**WORK REQUEST**
Beginning with the first line, copy out each line of the material until the line containing "pub const INDEX_CALL: &str" has been copied as well.

···

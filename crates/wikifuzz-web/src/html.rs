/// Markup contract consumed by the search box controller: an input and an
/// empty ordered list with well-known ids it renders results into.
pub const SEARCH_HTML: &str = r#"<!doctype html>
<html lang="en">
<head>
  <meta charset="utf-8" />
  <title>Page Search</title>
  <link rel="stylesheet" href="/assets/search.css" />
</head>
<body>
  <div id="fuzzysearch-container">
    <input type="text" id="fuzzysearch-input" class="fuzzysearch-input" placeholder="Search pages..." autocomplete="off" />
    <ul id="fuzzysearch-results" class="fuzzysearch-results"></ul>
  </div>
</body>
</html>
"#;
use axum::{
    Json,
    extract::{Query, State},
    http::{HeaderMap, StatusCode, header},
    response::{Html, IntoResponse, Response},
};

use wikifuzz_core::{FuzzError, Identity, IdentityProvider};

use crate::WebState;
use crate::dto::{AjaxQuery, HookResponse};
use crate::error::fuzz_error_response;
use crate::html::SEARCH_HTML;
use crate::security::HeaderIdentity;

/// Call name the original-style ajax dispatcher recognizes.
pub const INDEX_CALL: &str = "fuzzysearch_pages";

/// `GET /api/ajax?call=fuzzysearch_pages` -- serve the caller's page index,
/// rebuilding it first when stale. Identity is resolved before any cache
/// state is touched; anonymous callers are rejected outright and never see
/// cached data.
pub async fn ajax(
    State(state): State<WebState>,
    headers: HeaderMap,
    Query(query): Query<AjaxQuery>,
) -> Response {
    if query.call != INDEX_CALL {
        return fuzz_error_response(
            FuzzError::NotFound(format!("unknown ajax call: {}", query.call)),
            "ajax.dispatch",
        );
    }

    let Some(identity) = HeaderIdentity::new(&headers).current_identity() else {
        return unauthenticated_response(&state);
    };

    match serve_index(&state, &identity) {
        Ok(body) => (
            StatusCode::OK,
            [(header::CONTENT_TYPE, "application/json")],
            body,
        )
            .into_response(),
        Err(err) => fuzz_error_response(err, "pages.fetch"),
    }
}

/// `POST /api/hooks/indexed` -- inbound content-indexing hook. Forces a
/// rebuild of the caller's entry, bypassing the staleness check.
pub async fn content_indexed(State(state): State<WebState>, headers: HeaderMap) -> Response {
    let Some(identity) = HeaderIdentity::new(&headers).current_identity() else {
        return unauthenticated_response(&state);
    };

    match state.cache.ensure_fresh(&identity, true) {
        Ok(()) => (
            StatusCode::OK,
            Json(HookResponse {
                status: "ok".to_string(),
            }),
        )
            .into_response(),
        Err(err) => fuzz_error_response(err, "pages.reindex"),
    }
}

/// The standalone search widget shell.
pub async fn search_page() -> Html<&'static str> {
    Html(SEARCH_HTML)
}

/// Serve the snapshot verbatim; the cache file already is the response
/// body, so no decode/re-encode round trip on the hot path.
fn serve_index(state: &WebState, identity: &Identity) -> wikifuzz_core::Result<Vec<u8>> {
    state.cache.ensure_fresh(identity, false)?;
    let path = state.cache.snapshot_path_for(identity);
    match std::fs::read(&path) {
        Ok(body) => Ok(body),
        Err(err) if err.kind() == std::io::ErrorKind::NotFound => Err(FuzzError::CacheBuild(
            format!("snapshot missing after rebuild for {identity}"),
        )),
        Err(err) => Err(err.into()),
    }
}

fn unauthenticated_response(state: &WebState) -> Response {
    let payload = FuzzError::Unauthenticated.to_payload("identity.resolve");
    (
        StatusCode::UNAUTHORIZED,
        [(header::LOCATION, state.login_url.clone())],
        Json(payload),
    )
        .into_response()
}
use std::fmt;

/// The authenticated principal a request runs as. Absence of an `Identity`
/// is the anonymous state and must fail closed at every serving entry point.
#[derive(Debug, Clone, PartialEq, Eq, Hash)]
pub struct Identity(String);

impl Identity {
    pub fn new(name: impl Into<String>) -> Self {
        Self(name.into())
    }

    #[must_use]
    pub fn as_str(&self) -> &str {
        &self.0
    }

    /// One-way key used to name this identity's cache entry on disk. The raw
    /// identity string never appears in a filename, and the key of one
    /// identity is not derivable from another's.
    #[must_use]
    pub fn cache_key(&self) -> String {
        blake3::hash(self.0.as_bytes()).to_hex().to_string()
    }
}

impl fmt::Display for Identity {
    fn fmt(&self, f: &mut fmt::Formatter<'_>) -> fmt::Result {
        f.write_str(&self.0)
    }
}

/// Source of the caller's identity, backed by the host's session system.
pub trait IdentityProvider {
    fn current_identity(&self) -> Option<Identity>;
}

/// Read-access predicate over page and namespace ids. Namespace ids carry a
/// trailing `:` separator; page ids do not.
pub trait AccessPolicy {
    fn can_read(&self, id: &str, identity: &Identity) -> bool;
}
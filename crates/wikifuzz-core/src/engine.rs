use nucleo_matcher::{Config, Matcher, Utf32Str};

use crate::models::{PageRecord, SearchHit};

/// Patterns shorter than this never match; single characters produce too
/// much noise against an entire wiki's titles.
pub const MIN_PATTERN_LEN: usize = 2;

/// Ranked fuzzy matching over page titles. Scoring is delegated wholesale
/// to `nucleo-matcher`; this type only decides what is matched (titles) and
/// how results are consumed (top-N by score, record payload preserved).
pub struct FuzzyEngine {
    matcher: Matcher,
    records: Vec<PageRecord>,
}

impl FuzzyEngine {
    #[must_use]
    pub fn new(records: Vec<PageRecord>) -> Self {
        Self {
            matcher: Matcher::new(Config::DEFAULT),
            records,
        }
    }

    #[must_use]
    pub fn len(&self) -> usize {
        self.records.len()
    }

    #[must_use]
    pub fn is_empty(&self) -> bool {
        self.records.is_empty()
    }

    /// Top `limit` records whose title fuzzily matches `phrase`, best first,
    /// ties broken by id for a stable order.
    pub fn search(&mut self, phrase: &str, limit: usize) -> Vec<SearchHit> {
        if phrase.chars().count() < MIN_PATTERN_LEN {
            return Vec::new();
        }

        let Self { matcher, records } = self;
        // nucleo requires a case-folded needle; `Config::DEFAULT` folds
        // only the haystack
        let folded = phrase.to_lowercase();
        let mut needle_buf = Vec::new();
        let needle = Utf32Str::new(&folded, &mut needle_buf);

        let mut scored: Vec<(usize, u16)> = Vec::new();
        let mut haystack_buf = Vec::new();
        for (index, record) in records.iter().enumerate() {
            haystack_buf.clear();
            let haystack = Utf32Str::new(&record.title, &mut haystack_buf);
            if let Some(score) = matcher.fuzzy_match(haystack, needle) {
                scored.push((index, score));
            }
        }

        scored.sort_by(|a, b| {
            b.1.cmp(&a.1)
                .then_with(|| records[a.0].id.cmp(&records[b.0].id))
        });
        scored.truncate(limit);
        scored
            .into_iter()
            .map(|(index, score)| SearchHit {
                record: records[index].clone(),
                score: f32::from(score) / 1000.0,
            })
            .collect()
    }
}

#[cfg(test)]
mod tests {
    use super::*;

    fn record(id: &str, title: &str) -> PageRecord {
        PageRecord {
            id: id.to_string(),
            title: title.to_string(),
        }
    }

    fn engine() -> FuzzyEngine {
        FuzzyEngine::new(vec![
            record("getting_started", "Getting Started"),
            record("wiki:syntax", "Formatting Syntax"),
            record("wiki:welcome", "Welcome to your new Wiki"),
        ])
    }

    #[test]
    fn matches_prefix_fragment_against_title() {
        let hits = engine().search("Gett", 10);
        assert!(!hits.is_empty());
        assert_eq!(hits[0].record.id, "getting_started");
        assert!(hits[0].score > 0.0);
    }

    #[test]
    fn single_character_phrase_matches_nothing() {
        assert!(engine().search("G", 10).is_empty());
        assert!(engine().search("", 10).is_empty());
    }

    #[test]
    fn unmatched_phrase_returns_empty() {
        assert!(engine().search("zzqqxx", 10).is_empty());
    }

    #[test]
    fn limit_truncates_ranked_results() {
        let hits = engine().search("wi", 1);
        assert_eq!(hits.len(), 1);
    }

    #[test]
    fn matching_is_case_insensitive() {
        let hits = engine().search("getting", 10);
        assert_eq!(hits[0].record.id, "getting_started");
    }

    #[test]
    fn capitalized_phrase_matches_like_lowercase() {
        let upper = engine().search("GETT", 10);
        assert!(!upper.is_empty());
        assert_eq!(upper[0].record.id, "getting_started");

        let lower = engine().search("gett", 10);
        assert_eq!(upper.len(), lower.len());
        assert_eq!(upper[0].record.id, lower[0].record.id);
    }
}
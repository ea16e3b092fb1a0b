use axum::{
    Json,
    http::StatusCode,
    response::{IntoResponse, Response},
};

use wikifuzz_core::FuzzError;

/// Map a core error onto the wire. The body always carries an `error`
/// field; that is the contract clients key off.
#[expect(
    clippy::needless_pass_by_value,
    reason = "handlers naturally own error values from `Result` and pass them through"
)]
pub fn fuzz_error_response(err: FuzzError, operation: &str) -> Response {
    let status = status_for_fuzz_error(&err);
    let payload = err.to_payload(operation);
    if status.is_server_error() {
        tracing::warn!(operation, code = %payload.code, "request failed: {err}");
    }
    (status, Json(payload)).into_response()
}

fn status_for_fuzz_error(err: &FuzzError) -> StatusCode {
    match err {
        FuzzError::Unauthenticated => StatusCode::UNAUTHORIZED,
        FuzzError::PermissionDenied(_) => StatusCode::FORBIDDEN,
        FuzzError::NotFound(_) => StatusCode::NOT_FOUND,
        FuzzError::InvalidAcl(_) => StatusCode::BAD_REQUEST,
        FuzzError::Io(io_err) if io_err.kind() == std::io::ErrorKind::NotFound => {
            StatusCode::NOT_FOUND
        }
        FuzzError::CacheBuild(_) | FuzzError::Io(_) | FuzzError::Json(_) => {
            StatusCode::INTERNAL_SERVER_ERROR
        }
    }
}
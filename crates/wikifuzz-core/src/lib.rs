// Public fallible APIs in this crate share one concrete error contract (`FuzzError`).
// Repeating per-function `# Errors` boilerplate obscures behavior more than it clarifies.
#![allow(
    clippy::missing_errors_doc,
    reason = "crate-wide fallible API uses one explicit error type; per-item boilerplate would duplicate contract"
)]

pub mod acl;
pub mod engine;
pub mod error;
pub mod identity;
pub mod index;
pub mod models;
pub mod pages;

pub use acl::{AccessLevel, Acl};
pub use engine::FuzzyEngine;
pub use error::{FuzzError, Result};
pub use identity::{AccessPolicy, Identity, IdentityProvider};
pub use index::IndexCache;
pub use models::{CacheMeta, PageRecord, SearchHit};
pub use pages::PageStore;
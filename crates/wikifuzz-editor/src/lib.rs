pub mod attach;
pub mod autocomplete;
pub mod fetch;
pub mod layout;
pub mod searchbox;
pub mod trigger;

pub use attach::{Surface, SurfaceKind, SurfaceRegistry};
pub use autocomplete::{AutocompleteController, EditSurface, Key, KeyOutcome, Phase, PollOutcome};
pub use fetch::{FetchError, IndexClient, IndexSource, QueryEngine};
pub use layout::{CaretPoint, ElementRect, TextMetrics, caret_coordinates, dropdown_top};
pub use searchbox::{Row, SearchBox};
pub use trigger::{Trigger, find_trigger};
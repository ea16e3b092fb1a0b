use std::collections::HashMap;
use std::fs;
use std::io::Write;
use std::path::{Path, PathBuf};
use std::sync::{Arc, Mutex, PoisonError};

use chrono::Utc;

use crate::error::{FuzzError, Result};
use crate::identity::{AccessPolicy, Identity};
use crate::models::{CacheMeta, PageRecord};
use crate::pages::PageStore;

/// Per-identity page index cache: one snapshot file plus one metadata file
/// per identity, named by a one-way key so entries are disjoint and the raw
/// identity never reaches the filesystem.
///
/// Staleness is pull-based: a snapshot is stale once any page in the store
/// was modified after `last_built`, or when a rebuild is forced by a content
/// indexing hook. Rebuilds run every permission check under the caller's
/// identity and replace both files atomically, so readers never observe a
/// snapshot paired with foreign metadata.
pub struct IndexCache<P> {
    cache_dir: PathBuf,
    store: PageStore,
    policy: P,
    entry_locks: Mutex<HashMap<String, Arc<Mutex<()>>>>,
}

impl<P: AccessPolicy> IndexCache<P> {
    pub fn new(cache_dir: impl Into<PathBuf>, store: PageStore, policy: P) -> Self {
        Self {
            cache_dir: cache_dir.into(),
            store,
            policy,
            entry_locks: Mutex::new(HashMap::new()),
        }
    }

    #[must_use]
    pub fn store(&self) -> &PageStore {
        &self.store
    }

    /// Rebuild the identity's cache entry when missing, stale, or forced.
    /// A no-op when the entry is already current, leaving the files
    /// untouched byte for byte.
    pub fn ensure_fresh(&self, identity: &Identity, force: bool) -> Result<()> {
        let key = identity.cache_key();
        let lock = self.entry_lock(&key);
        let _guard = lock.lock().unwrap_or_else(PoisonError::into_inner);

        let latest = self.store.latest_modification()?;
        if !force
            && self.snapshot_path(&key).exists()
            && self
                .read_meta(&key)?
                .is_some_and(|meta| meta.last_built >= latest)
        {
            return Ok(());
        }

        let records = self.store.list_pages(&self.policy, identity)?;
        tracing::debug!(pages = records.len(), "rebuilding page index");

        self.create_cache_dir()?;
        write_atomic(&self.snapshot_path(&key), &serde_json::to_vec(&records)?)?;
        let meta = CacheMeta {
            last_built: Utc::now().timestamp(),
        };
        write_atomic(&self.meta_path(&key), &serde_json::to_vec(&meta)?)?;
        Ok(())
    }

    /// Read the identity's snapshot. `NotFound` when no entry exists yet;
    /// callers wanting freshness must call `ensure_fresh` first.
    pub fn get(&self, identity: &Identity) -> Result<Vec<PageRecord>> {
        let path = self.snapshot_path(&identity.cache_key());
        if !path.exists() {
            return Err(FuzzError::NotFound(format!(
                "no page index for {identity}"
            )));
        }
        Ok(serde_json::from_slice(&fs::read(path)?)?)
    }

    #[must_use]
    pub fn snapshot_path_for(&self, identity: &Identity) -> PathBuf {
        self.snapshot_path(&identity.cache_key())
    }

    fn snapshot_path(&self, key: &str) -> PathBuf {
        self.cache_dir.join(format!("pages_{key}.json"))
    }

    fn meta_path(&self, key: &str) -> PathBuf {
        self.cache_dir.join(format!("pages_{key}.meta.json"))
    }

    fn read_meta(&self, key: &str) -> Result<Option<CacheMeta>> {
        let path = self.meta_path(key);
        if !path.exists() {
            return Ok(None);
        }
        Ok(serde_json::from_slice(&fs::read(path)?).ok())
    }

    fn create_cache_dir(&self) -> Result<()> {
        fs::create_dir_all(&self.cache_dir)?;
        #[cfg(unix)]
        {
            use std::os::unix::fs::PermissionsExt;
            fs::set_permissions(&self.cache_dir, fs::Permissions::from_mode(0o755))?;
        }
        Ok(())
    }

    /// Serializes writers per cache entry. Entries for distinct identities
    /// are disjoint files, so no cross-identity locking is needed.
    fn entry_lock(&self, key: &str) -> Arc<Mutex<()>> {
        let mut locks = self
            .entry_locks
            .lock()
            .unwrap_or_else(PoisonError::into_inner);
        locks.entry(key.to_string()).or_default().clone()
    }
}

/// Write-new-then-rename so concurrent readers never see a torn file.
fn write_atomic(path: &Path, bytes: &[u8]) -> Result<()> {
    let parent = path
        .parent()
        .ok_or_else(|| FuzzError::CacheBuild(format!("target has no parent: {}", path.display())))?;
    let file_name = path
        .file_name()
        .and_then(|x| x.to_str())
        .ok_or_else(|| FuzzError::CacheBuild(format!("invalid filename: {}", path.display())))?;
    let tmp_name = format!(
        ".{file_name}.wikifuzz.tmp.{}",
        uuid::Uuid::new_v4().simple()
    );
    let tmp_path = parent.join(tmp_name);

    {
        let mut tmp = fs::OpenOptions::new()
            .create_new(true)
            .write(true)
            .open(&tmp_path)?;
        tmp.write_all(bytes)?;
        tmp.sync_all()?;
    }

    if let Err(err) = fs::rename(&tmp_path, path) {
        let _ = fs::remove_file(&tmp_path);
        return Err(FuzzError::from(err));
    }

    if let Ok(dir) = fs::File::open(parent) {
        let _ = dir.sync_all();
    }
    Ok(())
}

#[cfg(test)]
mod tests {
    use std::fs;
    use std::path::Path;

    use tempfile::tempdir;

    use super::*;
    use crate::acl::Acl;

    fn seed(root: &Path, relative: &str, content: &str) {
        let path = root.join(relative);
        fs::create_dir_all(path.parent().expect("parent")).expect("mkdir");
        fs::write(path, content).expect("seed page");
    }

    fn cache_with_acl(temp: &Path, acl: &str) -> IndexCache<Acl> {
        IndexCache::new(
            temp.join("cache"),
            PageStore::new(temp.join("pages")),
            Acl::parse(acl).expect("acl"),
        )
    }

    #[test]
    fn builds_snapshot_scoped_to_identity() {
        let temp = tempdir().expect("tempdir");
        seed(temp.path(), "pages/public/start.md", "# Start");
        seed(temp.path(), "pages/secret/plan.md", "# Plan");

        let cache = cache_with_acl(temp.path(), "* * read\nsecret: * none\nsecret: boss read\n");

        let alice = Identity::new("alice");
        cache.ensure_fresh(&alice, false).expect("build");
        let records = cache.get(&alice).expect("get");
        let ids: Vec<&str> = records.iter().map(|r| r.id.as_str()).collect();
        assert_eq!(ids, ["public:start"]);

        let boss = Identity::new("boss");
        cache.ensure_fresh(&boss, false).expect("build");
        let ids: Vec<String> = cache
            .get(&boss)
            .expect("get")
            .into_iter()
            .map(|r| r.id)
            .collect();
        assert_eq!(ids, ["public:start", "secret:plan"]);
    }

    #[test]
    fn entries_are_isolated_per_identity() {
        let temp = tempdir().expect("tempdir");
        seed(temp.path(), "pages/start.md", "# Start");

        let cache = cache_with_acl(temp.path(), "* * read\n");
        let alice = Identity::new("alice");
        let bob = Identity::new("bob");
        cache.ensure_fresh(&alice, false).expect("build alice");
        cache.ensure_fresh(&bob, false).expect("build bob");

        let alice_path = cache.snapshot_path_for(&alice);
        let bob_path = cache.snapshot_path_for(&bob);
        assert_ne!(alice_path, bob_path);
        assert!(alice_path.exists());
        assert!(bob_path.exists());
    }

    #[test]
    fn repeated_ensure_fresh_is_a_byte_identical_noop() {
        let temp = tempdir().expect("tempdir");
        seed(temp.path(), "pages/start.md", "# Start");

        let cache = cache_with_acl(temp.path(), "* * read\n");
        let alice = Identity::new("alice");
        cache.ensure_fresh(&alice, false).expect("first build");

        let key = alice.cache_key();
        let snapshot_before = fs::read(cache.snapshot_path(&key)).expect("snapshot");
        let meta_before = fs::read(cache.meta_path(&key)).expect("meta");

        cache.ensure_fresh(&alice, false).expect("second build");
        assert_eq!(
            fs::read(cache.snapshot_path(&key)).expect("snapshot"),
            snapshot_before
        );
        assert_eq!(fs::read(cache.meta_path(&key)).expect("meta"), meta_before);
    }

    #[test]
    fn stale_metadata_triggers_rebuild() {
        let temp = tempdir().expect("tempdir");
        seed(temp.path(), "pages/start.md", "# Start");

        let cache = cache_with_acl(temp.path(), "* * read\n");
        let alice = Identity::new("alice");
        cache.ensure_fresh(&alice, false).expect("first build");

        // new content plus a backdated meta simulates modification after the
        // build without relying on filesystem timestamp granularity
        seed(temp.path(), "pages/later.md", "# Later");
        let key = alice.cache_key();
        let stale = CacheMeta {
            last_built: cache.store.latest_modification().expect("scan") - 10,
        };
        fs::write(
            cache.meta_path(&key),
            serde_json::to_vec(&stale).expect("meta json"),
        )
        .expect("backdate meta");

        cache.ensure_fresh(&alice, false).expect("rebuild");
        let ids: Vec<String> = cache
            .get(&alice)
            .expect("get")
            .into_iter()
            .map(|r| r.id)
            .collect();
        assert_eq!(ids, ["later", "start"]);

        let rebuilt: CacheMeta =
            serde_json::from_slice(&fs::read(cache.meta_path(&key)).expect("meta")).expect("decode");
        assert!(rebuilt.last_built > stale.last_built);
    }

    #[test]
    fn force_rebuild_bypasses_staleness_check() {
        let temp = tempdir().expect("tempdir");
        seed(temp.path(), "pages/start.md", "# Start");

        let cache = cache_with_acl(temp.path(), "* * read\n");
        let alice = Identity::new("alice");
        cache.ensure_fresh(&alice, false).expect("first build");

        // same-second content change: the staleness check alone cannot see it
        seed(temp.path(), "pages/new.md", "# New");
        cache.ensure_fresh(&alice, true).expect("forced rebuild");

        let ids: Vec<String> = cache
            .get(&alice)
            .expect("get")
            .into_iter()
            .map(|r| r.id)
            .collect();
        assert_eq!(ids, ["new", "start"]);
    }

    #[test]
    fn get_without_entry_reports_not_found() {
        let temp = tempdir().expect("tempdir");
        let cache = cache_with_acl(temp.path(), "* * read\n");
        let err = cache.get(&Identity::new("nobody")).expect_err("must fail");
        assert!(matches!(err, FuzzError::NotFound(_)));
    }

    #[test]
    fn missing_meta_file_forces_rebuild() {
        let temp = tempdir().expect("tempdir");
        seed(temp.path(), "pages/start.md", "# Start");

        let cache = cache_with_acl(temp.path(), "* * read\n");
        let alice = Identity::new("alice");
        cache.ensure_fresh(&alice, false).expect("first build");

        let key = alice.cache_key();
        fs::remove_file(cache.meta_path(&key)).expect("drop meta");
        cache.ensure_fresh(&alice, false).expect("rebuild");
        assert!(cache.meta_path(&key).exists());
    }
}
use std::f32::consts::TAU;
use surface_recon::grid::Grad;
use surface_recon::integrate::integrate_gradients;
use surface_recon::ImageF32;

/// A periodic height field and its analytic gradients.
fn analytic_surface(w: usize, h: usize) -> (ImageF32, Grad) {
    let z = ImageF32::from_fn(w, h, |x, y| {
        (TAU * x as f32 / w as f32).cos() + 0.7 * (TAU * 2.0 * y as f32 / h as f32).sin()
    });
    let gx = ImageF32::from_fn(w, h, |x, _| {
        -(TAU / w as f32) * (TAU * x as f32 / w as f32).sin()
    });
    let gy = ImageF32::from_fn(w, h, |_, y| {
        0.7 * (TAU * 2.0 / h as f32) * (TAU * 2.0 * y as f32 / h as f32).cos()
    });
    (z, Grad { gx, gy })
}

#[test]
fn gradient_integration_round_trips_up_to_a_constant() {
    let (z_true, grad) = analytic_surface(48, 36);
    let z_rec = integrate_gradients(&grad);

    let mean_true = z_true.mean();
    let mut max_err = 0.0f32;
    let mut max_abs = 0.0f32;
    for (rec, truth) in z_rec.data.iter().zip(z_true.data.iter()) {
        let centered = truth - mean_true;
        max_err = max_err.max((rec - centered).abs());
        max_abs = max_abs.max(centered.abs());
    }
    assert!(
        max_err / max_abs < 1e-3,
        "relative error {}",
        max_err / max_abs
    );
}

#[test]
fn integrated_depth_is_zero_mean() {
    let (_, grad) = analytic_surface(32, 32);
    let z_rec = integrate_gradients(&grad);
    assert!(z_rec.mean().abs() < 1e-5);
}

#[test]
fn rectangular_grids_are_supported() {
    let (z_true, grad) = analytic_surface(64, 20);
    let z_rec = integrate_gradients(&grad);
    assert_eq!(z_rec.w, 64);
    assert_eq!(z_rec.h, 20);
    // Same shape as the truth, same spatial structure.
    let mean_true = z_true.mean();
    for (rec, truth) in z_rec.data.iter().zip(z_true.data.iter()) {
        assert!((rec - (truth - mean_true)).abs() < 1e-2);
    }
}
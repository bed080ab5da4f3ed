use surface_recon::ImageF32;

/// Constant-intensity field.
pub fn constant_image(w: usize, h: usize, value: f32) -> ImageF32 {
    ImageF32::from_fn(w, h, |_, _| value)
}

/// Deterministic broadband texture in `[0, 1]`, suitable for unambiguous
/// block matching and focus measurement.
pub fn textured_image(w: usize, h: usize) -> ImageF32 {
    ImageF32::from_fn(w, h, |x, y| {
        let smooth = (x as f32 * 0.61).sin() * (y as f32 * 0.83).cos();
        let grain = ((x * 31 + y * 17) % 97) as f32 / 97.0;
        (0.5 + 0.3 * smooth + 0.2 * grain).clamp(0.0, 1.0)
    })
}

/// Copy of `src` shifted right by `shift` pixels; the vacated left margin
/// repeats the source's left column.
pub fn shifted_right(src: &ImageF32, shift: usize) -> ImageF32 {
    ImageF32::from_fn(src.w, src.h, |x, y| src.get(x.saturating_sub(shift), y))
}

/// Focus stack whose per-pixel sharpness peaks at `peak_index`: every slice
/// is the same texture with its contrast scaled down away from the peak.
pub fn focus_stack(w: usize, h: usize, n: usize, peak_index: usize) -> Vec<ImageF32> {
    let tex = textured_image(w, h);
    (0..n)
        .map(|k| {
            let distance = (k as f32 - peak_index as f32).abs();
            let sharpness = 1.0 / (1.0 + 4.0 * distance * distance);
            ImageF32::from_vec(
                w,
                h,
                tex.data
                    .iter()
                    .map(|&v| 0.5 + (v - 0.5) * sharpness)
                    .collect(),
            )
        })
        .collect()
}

···

**PROBLEM SOLUTION**
filename crates/wikifuzz-web/src/html.rs
/// Markup contract consumed by the search box controller: an input and an
/// empty ordered list with well-known ids it renders results into.
pub const SEARCH_HTML: &str = r#"<!doctype html>
<html lang="en">
<head>
  <meta charset="utf-8" />
  <title>Page Search</title>
  <link rel="stylesheet" href="/assets/search.css" />
</head>
<body>
  <div id="fuzzysearch-container">
    <input type="text" id="fuzzysearch-input" class="fuzzysearch-input" placeholder="Search pages..." autocomplete="off" />
    <ul id="fuzzysearch-results" class="fuzzysearch-results"></ul>
  </div>
</body>
</html>
"#;
use axum::{
    Json,
    extract::{Query, State},
    http::{HeaderMap, StatusCode, header},
    response::{Html, IntoResponse, Response},
};

use wikifuzz_core::{FuzzError, Identity, IdentityProvider};

use crate::WebState;
use crate::dto::{AjaxQuery, HookResponse};
use crate::error::fuzz_error_response;
use crate::html::SEARCH_HTML;
use crate::security::HeaderIdentity;

/// Call name the original-style ajax dispatcher recognizes.
pub const INDEX_CALL: &str = "fuzzysearch_pages";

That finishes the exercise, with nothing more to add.